=== Data for processing ===
---
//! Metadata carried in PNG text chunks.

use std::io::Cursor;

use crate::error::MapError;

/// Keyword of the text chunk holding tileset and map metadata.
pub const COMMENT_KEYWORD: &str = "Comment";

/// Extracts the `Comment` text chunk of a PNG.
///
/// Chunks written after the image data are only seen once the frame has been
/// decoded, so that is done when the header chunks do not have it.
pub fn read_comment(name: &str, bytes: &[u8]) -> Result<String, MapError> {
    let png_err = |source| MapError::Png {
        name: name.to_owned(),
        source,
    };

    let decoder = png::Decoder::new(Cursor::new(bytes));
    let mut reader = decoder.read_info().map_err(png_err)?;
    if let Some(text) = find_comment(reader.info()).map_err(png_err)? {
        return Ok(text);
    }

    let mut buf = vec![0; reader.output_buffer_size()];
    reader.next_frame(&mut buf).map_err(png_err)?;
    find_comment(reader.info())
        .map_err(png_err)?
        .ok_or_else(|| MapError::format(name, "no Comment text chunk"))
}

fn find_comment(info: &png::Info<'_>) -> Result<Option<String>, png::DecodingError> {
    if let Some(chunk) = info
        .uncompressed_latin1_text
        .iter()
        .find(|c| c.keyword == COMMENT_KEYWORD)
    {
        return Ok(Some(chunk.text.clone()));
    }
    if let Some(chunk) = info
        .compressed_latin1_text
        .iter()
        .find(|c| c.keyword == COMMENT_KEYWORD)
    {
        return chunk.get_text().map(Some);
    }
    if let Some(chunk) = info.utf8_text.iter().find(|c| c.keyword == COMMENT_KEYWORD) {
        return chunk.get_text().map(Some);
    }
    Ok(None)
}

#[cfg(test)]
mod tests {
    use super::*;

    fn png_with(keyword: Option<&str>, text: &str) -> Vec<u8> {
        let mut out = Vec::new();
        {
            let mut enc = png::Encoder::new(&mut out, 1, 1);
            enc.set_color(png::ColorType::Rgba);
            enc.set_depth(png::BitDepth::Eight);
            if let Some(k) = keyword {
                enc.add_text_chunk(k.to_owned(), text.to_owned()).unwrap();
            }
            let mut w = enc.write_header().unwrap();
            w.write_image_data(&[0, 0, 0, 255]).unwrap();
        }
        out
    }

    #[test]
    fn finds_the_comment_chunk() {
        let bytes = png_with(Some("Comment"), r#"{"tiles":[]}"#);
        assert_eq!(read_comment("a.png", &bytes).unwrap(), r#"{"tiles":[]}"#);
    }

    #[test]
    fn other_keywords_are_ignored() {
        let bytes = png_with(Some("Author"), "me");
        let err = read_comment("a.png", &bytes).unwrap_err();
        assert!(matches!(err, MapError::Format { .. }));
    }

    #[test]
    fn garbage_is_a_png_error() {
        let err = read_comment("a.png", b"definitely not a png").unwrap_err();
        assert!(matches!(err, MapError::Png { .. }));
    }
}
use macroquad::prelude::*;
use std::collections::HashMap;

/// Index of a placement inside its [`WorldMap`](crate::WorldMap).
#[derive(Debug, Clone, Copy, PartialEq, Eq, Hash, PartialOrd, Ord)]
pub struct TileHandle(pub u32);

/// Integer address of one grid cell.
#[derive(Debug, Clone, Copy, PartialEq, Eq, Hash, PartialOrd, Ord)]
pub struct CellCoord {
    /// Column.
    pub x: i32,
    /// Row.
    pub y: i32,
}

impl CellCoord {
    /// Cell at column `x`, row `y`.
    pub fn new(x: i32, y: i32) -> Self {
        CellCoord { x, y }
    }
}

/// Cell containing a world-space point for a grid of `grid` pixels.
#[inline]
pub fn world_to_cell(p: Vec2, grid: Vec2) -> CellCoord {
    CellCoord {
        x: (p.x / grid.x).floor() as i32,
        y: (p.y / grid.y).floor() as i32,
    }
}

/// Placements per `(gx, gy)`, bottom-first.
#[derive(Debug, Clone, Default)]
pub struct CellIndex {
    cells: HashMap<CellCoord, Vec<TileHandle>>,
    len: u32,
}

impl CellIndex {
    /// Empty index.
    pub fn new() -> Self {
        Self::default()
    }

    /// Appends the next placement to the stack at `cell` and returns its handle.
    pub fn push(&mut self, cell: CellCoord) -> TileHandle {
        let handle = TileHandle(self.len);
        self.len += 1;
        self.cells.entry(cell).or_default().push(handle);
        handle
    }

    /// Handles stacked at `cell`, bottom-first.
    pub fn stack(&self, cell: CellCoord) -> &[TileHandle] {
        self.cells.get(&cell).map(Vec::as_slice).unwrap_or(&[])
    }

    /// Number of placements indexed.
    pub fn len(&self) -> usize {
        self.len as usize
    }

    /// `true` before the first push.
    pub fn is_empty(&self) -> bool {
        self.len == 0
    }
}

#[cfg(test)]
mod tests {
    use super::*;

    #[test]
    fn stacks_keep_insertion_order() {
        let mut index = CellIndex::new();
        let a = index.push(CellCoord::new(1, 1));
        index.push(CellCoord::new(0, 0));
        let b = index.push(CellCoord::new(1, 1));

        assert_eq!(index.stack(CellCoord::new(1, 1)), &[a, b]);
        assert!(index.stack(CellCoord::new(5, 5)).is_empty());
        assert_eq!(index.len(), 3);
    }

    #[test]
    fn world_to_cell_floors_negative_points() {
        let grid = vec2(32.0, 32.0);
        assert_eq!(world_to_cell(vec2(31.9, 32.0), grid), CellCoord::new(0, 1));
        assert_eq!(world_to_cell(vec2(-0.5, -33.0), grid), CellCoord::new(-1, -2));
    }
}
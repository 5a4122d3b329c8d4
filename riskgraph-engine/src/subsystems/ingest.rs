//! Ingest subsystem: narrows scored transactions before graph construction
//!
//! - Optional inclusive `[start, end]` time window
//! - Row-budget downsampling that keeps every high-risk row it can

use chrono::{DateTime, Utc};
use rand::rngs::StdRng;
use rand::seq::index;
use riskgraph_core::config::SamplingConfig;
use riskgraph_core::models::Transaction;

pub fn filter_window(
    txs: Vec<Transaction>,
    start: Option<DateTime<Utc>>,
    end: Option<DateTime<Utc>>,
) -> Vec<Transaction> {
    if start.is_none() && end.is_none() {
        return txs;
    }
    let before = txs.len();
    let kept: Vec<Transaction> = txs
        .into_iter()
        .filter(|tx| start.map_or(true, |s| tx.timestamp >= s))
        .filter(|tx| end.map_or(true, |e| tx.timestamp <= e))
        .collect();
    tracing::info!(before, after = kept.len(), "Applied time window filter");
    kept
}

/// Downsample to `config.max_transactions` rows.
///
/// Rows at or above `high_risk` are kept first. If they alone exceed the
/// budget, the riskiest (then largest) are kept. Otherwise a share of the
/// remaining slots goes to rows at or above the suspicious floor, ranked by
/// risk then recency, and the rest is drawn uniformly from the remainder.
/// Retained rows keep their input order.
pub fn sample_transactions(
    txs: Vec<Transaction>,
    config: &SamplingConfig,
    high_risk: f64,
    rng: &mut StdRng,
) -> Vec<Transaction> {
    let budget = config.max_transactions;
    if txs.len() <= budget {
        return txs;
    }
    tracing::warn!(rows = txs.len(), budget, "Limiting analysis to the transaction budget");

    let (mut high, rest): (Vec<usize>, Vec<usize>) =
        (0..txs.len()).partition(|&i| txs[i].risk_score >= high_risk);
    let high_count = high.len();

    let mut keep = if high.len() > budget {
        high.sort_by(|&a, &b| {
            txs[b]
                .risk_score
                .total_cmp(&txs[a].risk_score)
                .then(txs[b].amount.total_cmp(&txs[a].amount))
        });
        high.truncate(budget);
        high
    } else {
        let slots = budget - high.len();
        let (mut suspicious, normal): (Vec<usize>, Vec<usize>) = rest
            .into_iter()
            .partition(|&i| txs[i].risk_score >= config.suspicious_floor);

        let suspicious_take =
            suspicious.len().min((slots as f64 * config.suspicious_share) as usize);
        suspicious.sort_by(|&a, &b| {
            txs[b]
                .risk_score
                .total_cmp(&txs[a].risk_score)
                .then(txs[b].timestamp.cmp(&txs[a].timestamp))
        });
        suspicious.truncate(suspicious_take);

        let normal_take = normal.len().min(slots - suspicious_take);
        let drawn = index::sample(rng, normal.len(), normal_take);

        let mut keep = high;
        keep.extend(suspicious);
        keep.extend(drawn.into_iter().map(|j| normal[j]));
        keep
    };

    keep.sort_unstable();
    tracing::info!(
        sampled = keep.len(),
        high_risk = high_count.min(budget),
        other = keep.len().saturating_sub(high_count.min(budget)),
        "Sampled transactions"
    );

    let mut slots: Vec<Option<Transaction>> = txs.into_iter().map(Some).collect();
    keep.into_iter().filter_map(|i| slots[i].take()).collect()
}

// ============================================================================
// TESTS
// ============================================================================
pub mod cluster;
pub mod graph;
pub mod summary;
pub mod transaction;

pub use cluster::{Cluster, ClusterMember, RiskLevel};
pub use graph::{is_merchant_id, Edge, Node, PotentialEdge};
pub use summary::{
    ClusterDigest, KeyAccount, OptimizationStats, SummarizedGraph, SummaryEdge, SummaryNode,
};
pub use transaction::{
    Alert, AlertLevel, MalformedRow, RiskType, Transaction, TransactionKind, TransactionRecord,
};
---
Show every line from the listing above in which the string "start" appears.

=== Response to the exercise ===
//! - Optional inclusive `[start, end]` time window
    start: Option<DateTime<Utc>>,
    if start.is_none() && end.is_none() {
        .filter(|tx| start.map_or(true, |s| tx.timestamp >= s))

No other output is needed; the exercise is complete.